§ **AIM OF THE EXERCISE**
Across all the entries below, count each line that holds "FormatItem" and report the figure only.

==== GIVEN RECORDS ====

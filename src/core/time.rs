use time::format_description::FormatItem;
use time::macros::format_description;
use time::{Date, OffsetDateTime, UtcOffset};

const DATE_FORMAT: &[FormatItem<'static>] = format_description!("[year]-[month]-[day]");

/// Current date in the professor's local timezone, falling back to UTC when
/// the local offset cannot be determined.
pub(crate) fn today() -> Date {
    let now = OffsetDateTime::now_utc();
    match UtcOffset::current_local_offset() {
        Ok(offset) => now.to_offset(offset).date(),
        Err(_) => now.date(),
    }
}

pub(crate) fn today_string() -> String {
    format_date(today())
}

pub(crate) fn format_date(value: Date) -> String {
    value.format(&DATE_FORMAT).unwrap_or_else(|_| value.to_string())
}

====

§ **COMPLETED TASK**
2